Our next stop was Salzburg, Austria, the birthplace of Mozart and home to the Sound of Music. Yes, the Von Trapp Family lived there and fled the Nazis from there, but most people in Salzburg don’t make a big deal about it, it is purely an American thing. While the movie was filmed in the USA, it was based on locations in Salzburg. We were able to see the steps in the Mirabell Garden where the Von Trapp kids sang the “Do-Re-Me” song. If you recall where the family hid in the church cemetery, that is St. Peters Cemetery and we were able to see the caged grave sites along the wall where they hid. We also learned an interesting tidbit – the graves are not owned, but rented by the families. If the family does not keep up with the rent the headstones are removed and cemented to the exterior wall of the church. No one said if they moved the bodies!
In our tour of Salzburg we relied on a cell phone App by Rick Steves. I used his travel guide as my primary resource in planning our trip. This is a free App and is an excellent way to tour a city in Europe. As opposed just an MP3 file, it includes a map and a complete written transcript of what he is saying. You can find it in the Google Play Store. I found this much better than a “Jump Off and On” bus tour or a walking tour with a guide. We would listen on our own phones, we could wander as much as we wanted, and repeat portions of the narration. I found the map to be a good navigation aid even after we were finished with his narrated tour. If you have ever watched Rick Steves on PBS, you’ll know that he knows how to find the best in every locale.
On our second day in town we took a bus to Berchestgarten. From there we took a bus tour with Eagles Nest Tours to Obersalzburg and Hitler’s Eagles Nest. Here we learned Hitler did not live in Berlin. He and many of his key leaders, such as Heinrich Himmler, Hermann Goering, and Martin Borman lived in Obersalzburg. Many people have the impression that Hitler had a residence in the Eagles Nest, high above Obersalzburg, but it was built as a “tea house.” In fact, Hitler didn’t like heights and visited the Eagles Nest only fourteen times.

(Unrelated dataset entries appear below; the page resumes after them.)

pub mod catalogue;

use crate::domain::model::PlayerRole;
use clap::{Parser, Subcommand};
use std::path::PathBuf;

/// One invocation performs one workflow operation against the durable
/// documents under `--data-dir`, acting as `--actor`.
#[derive(Debug, Parser)]
#[command(name = "transfer-desk")]
#[command(about = "Roster and transfer-market workflow engine for chat-community leagues")]
pub struct Cli {
    #[arg(long, default_value = "./data")]
    pub data_dir: PathBuf,

    #[arg(long, default_value = "catalogue.toml")]
    pub catalogue: PathBuf,

    #[arg(long, help = "Member id performing the command")]
    pub actor: String,

    #[arg(long, help = "Enable verbose output")]
    pub verbose: bool,

    #[arg(long, help = "Emit structured JSON logs")]
    pub json_logs: bool,

    #[command(subcommand)]
    pub command: Command,
}

#[derive(Debug, Subcommand)]
pub enum Command {
    /// Manage the teams enrolled in a modality
    Team {
        #[command(subcommand)]
        action: TeamAction,
    },
    /// Inspect or administer a team roster
    Roster {
        #[command(subcommand)]
        action: RosterAction,
    },
    /// Drive a signing request through its lifecycle
    Sign {
        #[command(subcommand)]
        action: SignAction,
    },
    /// Remove a player from a roster (captain or official)
    Dismiss {
        modality: String,
        team: String,
        player: String,
        #[arg(long)]
        reason: Option<String>,
    },
    /// Leave whichever team the acting member is enrolled in
    Leave {
        #[arg(long)]
        reason: Option<String>,
    },
    /// Set or clear a player's leadership role
    Role {
        modality: String,
        team: String,
        player: String,
        #[arg(help = "captain, vice-captain, or omit to clear")]
        role: Option<PlayerRole>,
    },
    /// Grant extra signing articles to a team (official only)
    GrantArticles {
        modality: String,
        team: String,
        amount: u32,
    },
    /// Open or close the transfer market (official only)
    Market {
        #[command(subcommand)]
        action: MarketAction,
    },
    /// Season boundaries (official only)
    Season {
        #[command(subcommand)]
        action: SeasonAction,
    },
    /// Show the market state and pending requests of a modality
    Info { modality: String },
    /// Show which team a member is enrolled in
    Player { id: String },
}

#[derive(Debug, Subcommand)]
pub enum TeamAction {
    Create { modality: String, name: String },
    Delete { modality: String, name: String },
}

#[derive(Debug, Subcommand)]
pub enum RosterAction {
    Show {
        modality: String,
        team: String,
    },
    /// Wipe the roster and article counter (official only)
    Reset {
        modality: String,
        team: String,
    },
    /// Replace the roster wholesale from a list of chat mentions
    Sync {
        modality: String,
        team: String,
        #[arg(help = "Raw message text containing <@id> mentions")]
        mentions: String,
        #[arg(long, help = "Also overwrite the used-article counter")]
        articles_used: Option<u32>,
    },
    /// Remember which rendered message shows this roster
    SetMessage {
        modality: String,
        team: String,
        channel_id: String,
        message_id: String,
    },
}

#[derive(Debug, Subcommand)]
pub enum SignAction {
    /// Open a signing request for a target member
    Request {
        modality: String,
        team: String,
        target: String,
        #[arg(long, help = "Display name to roster the target under")]
        target_name: String,
        #[arg(long, help = "Leadership role the signing proposes")]
        role: Option<PlayerRole>,
    },
    /// Answer a request as its target
    Respond {
        id: String,
        #[arg(value_parser = ["accept", "reject"])]
        decision: String,
    },
    /// Confirm an accepted request as an official
    Confirm { id: String },
    /// Withdraw a request before it is confirmed
    Cancel { id: String },
}

#[derive(Debug, Subcommand)]
pub enum MarketAction {
    Open { modality: String },
    Close { modality: String },
}

#[derive(Debug, Subcommand)]
pub enum SeasonAction {
    Start { modality: String },
    End { modality: String },
}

After WWII the German government made a deliberate effort to remove all of the Hitler sites, so they could not be used as shrines or rallying points for Hitler followers. The big hotel at Obersazburg and the Eagles Nest were taken over by the U.S. as military recreation sites. After they were turned back over to the Germans, the hotel was torn down, but the local Bavarian governor asked to keep the Eagles Nest intact and turn it into a tourist attraction to bring revenue into the area. His request was granted and it is awash with tourists every day.
The Nazis also built a bunker system under Obersalzburg to serve as air raid shelters for the Nazi leaders. They were so well furnished that they were essentially a continuation of the above ground quarters, like a super finished basement. There are only two places where you can go into the bunkers but all that remains are the walls and the stairways. After the war the U.S. Army allowed the residents of the area to take whatever they wanted from the bunkers to rebuild which is why there is not much left to see.
Next stop – Munich
Great practical and historical information, Bob! I’ve been intrigued with Neuschwanstein since I was a kid. The fact it is indefensible might have been missed by me; seeing it through your perspective adds so much to the story. Fascinating!
I wanted to include more pictures, but taking pictures inside the castles was prohibited. I really wanted to get a picture of the bed that took 400 woodcarvers to make.